At some point in this millenium, it became ubiquitous in games to ask for a button press before switching to the main menu and it has become a pet peeve off mine.
Why is that there? It’s your main menu so ugly that you have to shield players from it? Why can I not double click the game Icon, go to the kitchen to get coffee and return to the PC/console to find myself in the main menu ready to continue my game? Seriously, cui bono? Sometimes, they even show a different screen before that press, which some artist got paid for creating, so the developer is also losing (a tiny amount of) money here.
I honestly just don’t get the point of these screens.
Bonus negative points for games that only check DLC after that button press instead of any other point of the losing process. Calling a server could easily be threaded while the game assets are loaded since it takes very little hardware load to do so. But no, I get to wait an additional 10 seconds because the game devs want me to for no apparent reason.
On a related note: just allow players to auto skip intros, please. Just put an checkbox in the settings, so that everyone can see it once.

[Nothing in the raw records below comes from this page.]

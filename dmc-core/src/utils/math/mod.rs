//! Math utilities for the dual motor controller.
//!
//! This module provides the integer range mapping used to derive PWM duty cycles.

pub mod range;
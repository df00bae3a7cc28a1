use std::fmt;
use std::net::{IpAddr, SocketAddr};
use std::path::PathBuf;
use std::time::Duration;

use clap::{Parser, Subcommand};

/// Secret used when `SECRET_KEY` is not set. Fine for local runs only.
pub const DEFAULT_SECRET_KEY: &str = "dev-change-me";

/// Database file name inside the data directory.
pub const DB_FILE: &str = "checkin.db";

#[derive(Debug, Parser)]
#[command(name = "checkin-server", version, about = "Weekly check-in web service")]
pub struct Cli {
    #[command(subcommand)]
    pub command: Option<Command>,

    /// Interface to bind.
    #[arg(long, env = "HOST", default_value = "0.0.0.0", global = true)]
    pub host: IpAddr,

    /// Port to listen on.
    #[arg(long, env = "PORT", default_value_t = 8080, global = true)]
    pub port: u16,

    /// Directory holding the SQLite database.
    #[arg(long, env = "DATA_DIR", default_value = "data", global = true)]
    pub data_dir: PathBuf,

    /// Key used to sign session cookies.
    #[arg(long, env = "SECRET_KEY", default_value = DEFAULT_SECRET_KEY, hide_env_values = true, global = true)]
    pub secret_key: String,

    /// Slug of the user allowed to manage questions.
    #[arg(long, env = "ADMIN_SLUG", default_value = "mina", global = true)]
    pub admin_slug: String,

    /// Session lifetime in hours.
    #[arg(long, default_value_t = 336, global = true)]
    pub session_ttl_hours: u64,

    /// Expired-session cleanup interval in seconds.
    #[arg(long, default_value_t = 3600, global = true)]
    pub gc_interval_seconds: u64,

    /// Log level (env-filter syntax).
    #[arg(long, env = "RUST_LOG", default_value = "info", global = true)]
    pub log: String,
}

#[derive(Debug, Clone, Copy, PartialEq, Eq, Subcommand)]
pub enum Command {
    /// Run the HTTP server (default).
    Serve,
    /// Drop all data, recreate the schema and insert the default users and questions.
    InitDb,
}

impl Cli {
    pub fn command(&self) -> Command {
        self.command.unwrap_or(Command::Serve)
    }

    pub fn to_config(&self) -> ServerConfig {
        ServerConfig {
            listen: SocketAddr::new(self.host, self.port),
            data_dir: self.data_dir.clone(),
            secret_key: self.secret_key.clone(),
            admin_slug: self.admin_slug.clone(),
            session_ttl: Duration::from_secs(self.session_ttl_hours.saturating_mul(60 * 60)),
            gc_interval: Duration::from_secs(self.gc_interval_seconds.max(1)),
        }
    }
}

#[derive(Clone)]
pub struct ServerConfig {
    pub listen: SocketAddr,
    pub data_dir: PathBuf,
    pub secret_key: String,
    pub admin_slug: String,
    pub session_ttl: Duration,
    pub gc_interval: Duration,
}

impl ServerConfig {
    pub fn db_path(&self) -> PathBuf {
        self.data_dir.join(DB_FILE)
    }

    pub fn uses_default_secret(&self) -> bool {
        self.secret_key == DEFAULT_SECRET_KEY
    }

    pub fn session_ttl_ms(&self) -> i64 {
        i64::try_from(self.session_ttl.as_millis()).unwrap_or(i64::MAX)
    }
}

impl fmt::Debug for ServerConfig {
    fn fmt(&self, f: &mut fmt::Formatter<'_>) -> fmt::Result {
        f.debug_struct("ServerConfig")
            .field("listen", &self.listen)
            .field("data_dir", &self.data_dir)
            .field("secret_key", &"<redacted>")
            .field("admin_slug", &self.admin_slug)
            .field("session_ttl", &self.session_ttl)
            .field("gc_interval", &self.gc_interval)
            .finish()
    }
}

#[cfg(test)]
mod tests {
    use super::*;

    #[test]
    fn flags_build_config() {
        let cli = Cli::try_parse_from([
            "checkin-server",
            "--host",
            "127.0.0.1",
            "--port",
            "9000",
            "--data-dir",
            "/tmp/checkin",
            "--secret-key",
            "s3cret",
            "init-db",
        ])
        .unwrap();
        assert_eq!(cli.command(), Command::InitDb);

        let config = cli.to_config();
        assert_eq!(config.listen, "127.0.0.1:9000".parse().unwrap());
        assert_eq!(config.db_path(), PathBuf::from("/tmp/checkin/checkin.db"));
        assert!(!config.uses_default_secret());
        assert!(!format!("{config:?}").contains("s3cret"));
    }

    #[test]
    fn serve_is_the_default_command() {
        let cli = Cli::try_parse_from(["checkin-server", "--secret-key", "x"]).unwrap();
        assert_eq!(cli.command(), Command::Serve);
    }

    #[test]
    fn huge_session_ttl_saturates() {
        let hours = u64::MAX.to_string();
        let cli = Cli::try_parse_from(["checkin-server", "--session-ttl-hours", hours.as_str()]).unwrap();
        let config = cli.to_config();
        assert_eq!(config.session_ttl, Duration::from_secs(u64::MAX));
        assert_eq!(config.session_ttl_ms(), i64::MAX);
    }
}
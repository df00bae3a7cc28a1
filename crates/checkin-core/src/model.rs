//! Records shared by storage and pages, plus their text limits.

use std::collections::BTreeMap;
use std::fmt;
use std::str::FromStr;

use chrono::NaiveDate;
use serde::{Deserialize, Serialize};

use crate::error::CoreError;

/// Row id of any stored record.
pub type Id = i64;

/// Longest accepted user name, in characters.
pub const MAX_NAME_LEN: usize = 100;
/// Longest accepted login slug.
pub const MAX_SLUG_LEN: usize = 50;
/// Longest accepted question text.
pub const MAX_QUESTION_LEN: usize = 255;

/// A person taking part in the weekly check-ins.
#[derive(Debug, Clone, Serialize, Deserialize, PartialEq, Eq)]
pub struct User {
    /// Row id.
    pub id: Id,
    /// Display name, e.g. "Mina".
    pub name: String,
    /// Login handle, unique across users.
    pub slug: String,
    /// PHC-format password hash; never serialized.
    #[serde(skip_serializing)]
    pub password_hash: String,
}

/// How a question is answered.
#[derive(Debug, Clone, Copy, Default, Serialize, Deserialize, PartialEq, Eq, Hash)]
#[serde(rename_all = "snake_case")]
pub enum QuestionKind {
    /// Numeric answer on a 1–10 scale; charted on the dashboard.
    Scale,
    /// Free text.
    #[default]
    Text,
}

impl QuestionKind {
    /// Stored representation.
    pub fn as_str(&self) -> &'static str {
        match self {
            QuestionKind::Scale => "scale",
            QuestionKind::Text => "text",
        }
    }

    /// Form input parsing: anything that is not `scale` is a text question.
    pub fn parse_lenient(raw: &str) -> Self {
        raw.trim().parse().unwrap_or_default()
    }
}

impl FromStr for QuestionKind {
    type Err = CoreError;

    fn from_str(s: &str) -> Result<Self, Self::Err> {
        match s {
            "scale" => Ok(QuestionKind::Scale),
            "text" => Ok(QuestionKind::Text),
            other => Err(CoreError::UnknownQuestionKind(other.to_string())),
        }
    }
}

impl fmt::Display for QuestionKind {
    fn fmt(&self, f: &mut fmt::Formatter<'_>) -> fmt::Result {
        f.write_str(self.as_str())
    }
}

/// A question asked every week.
#[derive(Debug, Clone, Serialize, Deserialize, PartialEq, Eq)]
pub struct Question {
    /// Row id; also fixes the display order.
    pub id: Id,
    /// Question as shown on the form.
    pub text: String,
    /// Input type of the answer.
    pub kind: QuestionKind,
}

/// One submitted weekly check-in.
#[derive(Debug, Clone, Serialize, Deserialize, PartialEq, Eq)]
pub struct CheckIn {
    /// Row id.
    pub id: Id,
    /// Author of the check-in.
    pub user_id: Id,
    /// Monday of the week the check-in belongs to.
    pub week_start: NaiveDate,
}

/// Answer to one question within a check-in.
#[derive(Debug, Clone, Serialize, Deserialize, PartialEq, Eq)]
pub struct Answer {
    /// Row id.
    pub id: Id,
    /// Check-in the answer belongs to.
    pub checkin_id: Id,
    /// Question being answered.
    pub question_id: Id,
    /// Trimmed answer text, as entered.
    pub value: String,
}

/// A check-in together with its answers.
#[derive(Debug, Clone, Serialize, Deserialize, PartialEq, Eq)]
pub struct CheckInWithAnswers {
    /// The check-in row.
    pub checkin: CheckIn,
    /// Its answers in question order.
    pub answers: Vec<Answer>,
}

impl CheckInWithAnswers {
    /// Answer given to `question_id`, if any.
    pub fn answer_for(&self, question_id: Id) -> Option<&Answer> {
        self.answers.iter().find(|a| a.question_id == question_id)
    }

    /// question id -> answer value, used to prefill the next check-in form.
    pub fn answer_map(&self) -> BTreeMap<Id, String> {
        self.answers
            .iter()
            .map(|a| (a.question_id, a.value.clone()))
            .collect()
    }
}

/// Category of a one-shot page message.
#[derive(Debug, Clone, Copy, Serialize, Deserialize, PartialEq, Eq)]
#[serde(rename_all = "snake_case")]
pub enum FlashKind {
    /// Something was saved.
    Success,
    /// Something was rejected.
    Danger,
    /// Neutral notice.
    Info,
}

impl FlashKind {
    /// CSS class suffix.
    pub fn as_str(&self) -> &'static str {
        match self {
            FlashKind::Success => "success",
            FlashKind::Danger => "danger",
            FlashKind::Info => "info",
        }
    }
}

/// One-shot message shown on the next rendered page.
#[derive(Debug, Clone, Serialize, Deserialize, PartialEq, Eq)]
pub struct Flash {
    /// Styling category.
    pub kind: FlashKind,
    /// Text shown to the user.
    pub message: String,
}

impl Flash {
    /// A success message.
    pub fn success(message: impl Into<String>) -> Self {
        Self { kind: FlashKind::Success, message: message.into() }
    }

    /// An error message.
    pub fn danger(message: impl Into<String>) -> Self {
        Self { kind: FlashKind::Danger, message: message.into() }
    }

    /// An informational message.
    pub fn info(message: impl Into<String>) -> Self {
        Self { kind: FlashKind::Info, message: message.into() }
    }
}

/// Validates a new user's name and slug against the column limits.
pub fn validate_user(name: &str, slug: &str) -> Result<(), CoreError> {
    check_text("name", name, MAX_NAME_LEN)?;
    check_text("slug", slug, MAX_SLUG_LEN)
}

/// Validates question text against the column limit.
pub fn validate_question(text: &str) -> Result<(), CoreError> {
    check_text("question text", text, MAX_QUESTION_LEN)
}

fn check_text(field: &'static str, value: &str, max: usize) -> Result<(), CoreError> {
    if value.trim().is_empty() {
        return Err(CoreError::Empty(field));
    }
    if value.chars().count() > max {
        return Err(CoreError::TooLong { field, max });
    }
    Ok(())
}
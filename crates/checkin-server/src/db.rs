use std::collections::BTreeMap;
use std::path::Path;
use std::sync::{Arc, Mutex, MutexGuard};

use anyhow::{anyhow, Context, Result};
use checkin_core::model::{
    validate_question, validate_user, Answer, CheckIn, CheckInWithAnswers, Flash, Id, Question,
    QuestionKind, User,
};
use checkin_core::EpochMs;
use chrono::NaiveDate;
use rusqlite::types::Type;
use rusqlite::{params, Connection, OptionalExtension, Row};
use uuid::Uuid;

const SCHEMA: &str = include_str!("../schema.sql");

const DROP_ALL: &str = "
    DROP TABLE IF EXISTS sessions;
    DROP TABLE IF EXISTS answers;
    DROP TABLE IF EXISTS check_ins;
    DROP TABLE IF EXISTS questions;
    DROP TABLE IF EXISTS users;
";

/// SQLite-backed store. Cloning shares the same connection.
#[derive(Clone)]
pub struct Db {
    conn: Arc<Mutex<Connection>>,
}

/// A browser session as stored in the database.
#[derive(Debug, Clone, PartialEq, Eq)]
pub struct SessionRecord {
    pub token: String,
    pub user_id: Option<Id>,
    pub flashes: Vec<Flash>,
}

/// One answered question on the week detail page.
#[derive(Debug, Clone, PartialEq, Eq)]
pub struct AnswerLine {
    pub question_id: Id,
    pub question_text: String,
    pub kind: QuestionKind,
    pub value: String,
}

/// A check-in with its answers resolved to question texts.
#[derive(Debug, Clone, PartialEq, Eq)]
pub struct CheckInDetail {
    pub checkin: CheckIn,
    pub lines: Vec<AnswerLine>,
}

impl Db {
    /// Opens (or creates) the database file and applies the schema.
    pub fn open(db_path: &Path) -> Result<Self> {
        if let Some(parent) = db_path.parent() {
            std::fs::create_dir_all(parent)
                .with_context(|| format!("creating data dir {}", parent.display()))?;
        }
        let conn = Connection::open(db_path)
            .with_context(|| format!("open sqlite db {}", db_path.display()))?;
        Self::init(conn)
    }

    pub fn open_in_memory() -> Result<Self> {
        Self::init(Connection::open_in_memory()?)
    }

    fn init(conn: Connection) -> Result<Self> {
        conn.execute_batch("PRAGMA foreign_keys=ON;")?;
        conn.execute_batch(SCHEMA).context("applying schema")?;
        Ok(Self {
            conn: Arc::new(Mutex::new(conn)),
        })
    }

    fn lock(&self) -> Result<MutexGuard<'_, Connection>> {
        self.conn
            .lock()
            .map_err(|_| anyhow!("database mutex poisoned"))
    }

    /// Drops every table and recreates an empty schema.
    pub fn reset(&self) -> Result<()> {
        let conn = self.lock()?;
        conn.execute_batch(DROP_ALL).context("dropping tables")?;
        conn.execute_batch(SCHEMA).context("applying schema")?;
        Ok(())
    }

    // --- users ---

    pub fn insert_user(&self, name: &str, slug: &str, password_hash: &str) -> Result<User> {
        validate_user(name, slug)?;
        let conn = self.lock()?;
        conn.execute(
            "INSERT INTO users(name, slug, password_hash) VALUES (?1, ?2, ?3)",
            params![name, slug, password_hash],
        )
        .with_context(|| format!("insert user {slug}"))?;
        Ok(User {
            id: conn.last_insert_rowid(),
            name: name.to_string(),
            slug: slug.to_string(),
            password_hash: password_hash.to_string(),
        })
    }

    pub fn user_by_id(&self, id: Id) -> Result<Option<User>> {
        let conn = self.lock()?;
        let user = conn
            .query_row(
                "SELECT id, name, slug, password_hash FROM users WHERE id=?1",
                params![id],
                user_from_row,
            )
            .optional()?;
        Ok(user)
    }

    pub fn user_by_slug(&self, slug: &str) -> Result<Option<User>> {
        let conn = self.lock()?;
        let user = conn
            .query_row(
                "SELECT id, name, slug, password_hash FROM users WHERE slug=?1",
                params![slug],
                user_from_row,
            )
            .optional()?;
        Ok(user)
    }

    pub fn list_users(&self) -> Result<Vec<User>> {
        let conn = self.lock()?;
        let mut stmt = conn.prepare("SELECT id, name, slug, password_hash FROM users ORDER BY id ASC")?;
        let rows = stmt.query_map([], user_from_row)?;
        Ok(rows.collect::<rusqlite::Result<Vec<_>>>()?)
    }

    // --- questions ---

    pub fn insert_question(&self, text: &str, kind: QuestionKind) -> Result<Question> {
        validate_question(text)?;
        let conn = self.lock()?;
        conn.execute(
            "INSERT INTO questions(text, kind) VALUES (?1, ?2)",
            params![text, kind.as_str()],
        )?;
        Ok(Question {
            id: conn.last_insert_rowid(),
            text: text.to_string(),
            kind,
        })
    }

    pub fn list_questions(&self) -> Result<Vec<Question>> {
        let conn = self.lock()?;
        let mut stmt = conn.prepare("SELECT id, text, kind FROM questions ORDER BY id ASC")?;
        let rows = stmt.query_map([], question_from_row)?;
        Ok(rows.collect::<rusqlite::Result<Vec<_>>>()?)
    }

    /// The scale question charted on the dashboard: the oldest one.
    pub fn first_scale_question(&self) -> Result<Option<Question>> {
        let conn = self.lock()?;
        let q = conn
            .query_row(
                "SELECT id, text, kind FROM questions WHERE kind='scale' ORDER BY id ASC LIMIT 1",
                [],
                question_from_row,
            )
            .optional()?;
        Ok(q)
    }

    // --- check-ins ---

    /// Stores a check-in and its answers atomically.
    pub fn create_checkin(
        &self,
        user_id: Id,
        week_start: NaiveDate,
        answers: &[(Id, String)],
    ) -> Result<CheckIn> {
        let mut conn = self.lock()?;
        let tx = conn.transaction()?;
        tx.execute(
            "INSERT INTO check_ins(user_id, week_start) VALUES (?1, ?2)",
            params![user_id, week_start],
        )?;
        let checkin_id = tx.last_insert_rowid();
        {
            let mut stmt = tx.prepare(
                "INSERT INTO answers(checkin_id, question_id, value) VALUES (?1, ?2, ?3)",
            )?;
            for (question_id, value) in answers {
                stmt.execute(params![checkin_id, question_id, value])?;
            }
        }
        tx.commit()?;
        Ok(CheckIn {
            id: checkin_id,
            user_id,
            week_start,
        })
    }

    /// All check-ins of a user, newest week first.
    pub fn checkins_for_user(&self, user_id: Id) -> Result<Vec<CheckInWithAnswers>> {
        let conn = self.lock()?;

        let checkins = {
            let mut stmt = conn.prepare(
                "SELECT id, user_id, week_start FROM check_ins
                 WHERE user_id=?1 ORDER BY week_start DESC, id DESC",
            )?;
            let rows = stmt.query_map(params![user_id], checkin_from_row)?;
            let checkins = rows.collect::<rusqlite::Result<Vec<_>>>()?;
            checkins
        };

        let mut answers: BTreeMap<Id, Vec<Answer>> = BTreeMap::new();
        {
            let mut stmt = conn.prepare(
                "SELECT a.id, a.checkin_id, a.question_id, a.value
                 FROM answers a JOIN check_ins c ON c.id = a.checkin_id
                 WHERE c.user_id=?1 ORDER BY a.id ASC",
            )?;
            let rows = stmt.query_map(params![user_id], answer_from_row)?;
            for row in rows {
                let answer = row?;
                answers.entry(answer.checkin_id).or_default().push(answer);
            }
        }

        Ok(checkins
            .into_iter()
            .map(|checkin| CheckInWithAnswers {
                answers: answers.remove(&checkin.id).unwrap_or_default(),
                checkin,
            })
            .collect())
    }

    /// The user's most recent check-in (latest week, then latest id).
    pub fn latest_checkin(&self, user_id: Id) -> Result<Option<CheckInWithAnswers>> {
        let conn = self.lock()?;
        let checkin = conn
            .query_row(
                "SELECT id, user_id, week_start FROM check_ins
                 WHERE user_id=?1 ORDER BY week_start DESC, id DESC LIMIT 1",
                params![user_id],
                checkin_from_row,
            )
            .optional()?;
        let Some(checkin) = checkin else {
            return Ok(None);
        };
        let answers = answers_for(&conn, checkin.id)?;
        Ok(Some(CheckInWithAnswers { checkin, answers }))
    }

    /// A check-in with question texts, for the week detail page.
    pub fn checkin_detail(&self, checkin_id: Id) -> Result<Option<CheckInDetail>> {
        let conn = self.lock()?;
        let checkin = conn
            .query_row(
                "SELECT id, user_id, week_start FROM check_ins WHERE id=?1",
                params![checkin_id],
                checkin_from_row,
            )
            .optional()?;
        let Some(checkin) = checkin else {
            return Ok(None);
        };

        let mut stmt = conn.prepare(
            "SELECT q.id, q.text, q.kind, a.value
             FROM answers a JOIN questions q ON q.id = a.question_id
             WHERE a.checkin_id=?1 ORDER BY q.id ASC, a.id ASC",
        )?;
        let rows = stmt.query_map(params![checkin_id], |r| {
            Ok(AnswerLine {
                question_id: r.get(0)?,
                question_text: r.get(1)?,
                kind: kind_from_column(r, 2)?,
                value: r.get(3)?,
            })
        })?;
        let lines = rows.collect::<rusqlite::Result<Vec<_>>>()?;
        Ok(Some(CheckInDetail { checkin, lines }))
    }

    // --- sessions ---

    /// Creates a session and returns its token.
    pub fn create_session(
        &self,
        user_id: Option<Id>,
        flashes: &[Flash],
        now: EpochMs,
        ttl_ms: i64,
    ) -> Result<String> {
        let token = Uuid::new_v4().to_string();
        let flashes_json = serde_json::to_string(flashes)?;
        let conn = self.lock()?;
        conn.execute(
            "INSERT INTO sessions(token, user_id, flashes_json, created_at, expires_at)
             VALUES (?1, ?2, ?3, ?4, ?5)",
            params![token, user_id, flashes_json, now, now.saturating_add(ttl_ms)],
        )?;
        Ok(token)
    }

    /// Looks up a live session. Expired rows are treated as missing.
    pub fn session_by_token(&self, token: &str, now: EpochMs) -> Result<Option<SessionRecord>> {
        let conn = self.lock()?;
        let row = conn
            .query_row(
                "SELECT token, user_id, flashes_json FROM sessions WHERE token=?1 AND expires_at > ?2",
                params![token, now],
                |r| Ok((r.get::<_, String>(0)?, r.get::<_, Option<Id>>(1)?, r.get::<_, String>(2)?)),
            )
            .optional()?;
        let Some((token, user_id, flashes_json)) = row else {
            return Ok(None);
        };
        let flashes = serde_json::from_str(&flashes_json).unwrap_or_default();
        Ok(Some(SessionRecord {
            token,
            user_id,
            flashes,
        }))
    }

    pub fn set_session_user(&self, token: &str, user_id: Option<Id>) -> Result<()> {
        let conn = self.lock()?;
        conn.execute(
            "UPDATE sessions SET user_id=?1 WHERE token=?2",
            params![user_id, token],
        )?;
        Ok(())
    }

    pub fn push_flash(&self, token: &str, flash: Flash) -> Result<()> {
        let mut conn = self.lock()?;
        let tx = conn.transaction()?;
        let current: Option<String> = tx
            .query_row(
                "SELECT flashes_json FROM sessions WHERE token=?1",
                params![token],
                |r| r.get(0),
            )
            .optional()?;
        let mut flashes: Vec<Flash> = current
            .and_then(|json| serde_json::from_str(&json).ok())
            .unwrap_or_default();
        flashes.push(flash);
        tx.execute(
            "UPDATE sessions SET flashes_json=?1 WHERE token=?2",
            params![serde_json::to_string(&flashes)?, token],
        )?;
        tx.commit()?;
        Ok(())
    }

    /// Returns and clears the pending flashes of a session.
    pub fn take_flashes(&self, token: &str) -> Result<Vec<Flash>> {
        let mut conn = self.lock()?;
        let tx = conn.transaction()?;
        let current: Option<String> = tx
            .query_row(
                "SELECT flashes_json FROM sessions WHERE token=?1",
                params![token],
                |r| r.get(0),
            )
            .optional()?;
        let flashes: Vec<Flash> = current
            .and_then(|json| serde_json::from_str(&json).ok())
            .unwrap_or_default();
        if !flashes.is_empty() {
            tx.execute(
                "UPDATE sessions SET flashes_json='[]' WHERE token=?1",
                params![token],
            )?;
        }
        tx.commit()?;
        Ok(flashes)
    }

    pub fn delete_session(&self, token: &str) -> Result<()> {
        let conn = self.lock()?;
        conn.execute("DELETE FROM sessions WHERE token=?1", params![token])?;
        Ok(())
    }

    /// Deletes expired sessions; returns how many were removed.
    pub fn prune_sessions(&self, now: EpochMs) -> Result<usize> {
        let conn = self.lock()?;
        let n = conn.execute("DELETE FROM sessions WHERE expires_at <= ?1", params![now])?;
        Ok(n)
    }
}

fn answers_for(conn: &Connection, checkin_id: Id) -> Result<Vec<Answer>> {
    let mut stmt = conn.prepare(
        "SELECT id, checkin_id, question_id, value FROM answers WHERE checkin_id=?1 ORDER BY id ASC",
    )?;
    let rows = stmt.query_map(params![checkin_id], answer_from_row)?;
    Ok(rows.collect::<rusqlite::Result<Vec<_>>>()?)
}

fn user_from_row(r: &Row<'_>) -> rusqlite::Result<User> {
    Ok(User {
        id: r.get(0)?,
        name: r.get(1)?,
        slug: r.get(2)?,
        password_hash: r.get(3)?,
    })
}

fn question_from_row(r: &Row<'_>) -> rusqlite::Result<Question> {
    Ok(Question {
        id: r.get(0)?,
        text: r.get(1)?,
        kind: kind_from_column(r, 2)?,
    })
}

fn checkin_from_row(r: &Row<'_>) -> rusqlite::Result<CheckIn> {
    Ok(CheckIn {
        id: r.get(0)?,
        user_id: r.get(1)?,
        week_start: r.get(2)?,
    })
}

fn answer_from_row(r: &Row<'_>) -> rusqlite::Result<Answer> {
    Ok(Answer {
        id: r.get(0)?,
        checkin_id: r.get(1)?,
        question_id: r.get(2)?,
        value: r.get(3)?,
    })
}

fn kind_from_column(r: &Row<'_>, idx: usize) -> rusqlite::Result<QuestionKind> {
    let raw: String = r.get(idx)?;
    raw.parse()
        .map_err(|e| rusqlite::Error::FromSqlConversionFailure(idx, Type::Text, Box::new(e)))
}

I got curious myself and agreed, so I went looking.
A lot of sources specified that it was part of a technical requirements checklist, and…
Yeap. It doesn’t explicitly require a “press any key” screen, but it gives a more pleasant screen to look at while you select a user. People online also say it’s used to detect which controller is in use.
If you add a feature like this to a game, it becomes harder to maintain if there are discrepancies between builds. So presumably it’s usually just left in rather than removed.
I don’t get it. Any modern game can detect when you connect or disconnect a controller on the fly, in the actual game.
Some games use it to determine who is player one vs player two. i.e. whoever presses the button first is treated as player 1.
Yet they are not built in features to game engines such as Unity and Unreal
Unity’s new input package does exactly this.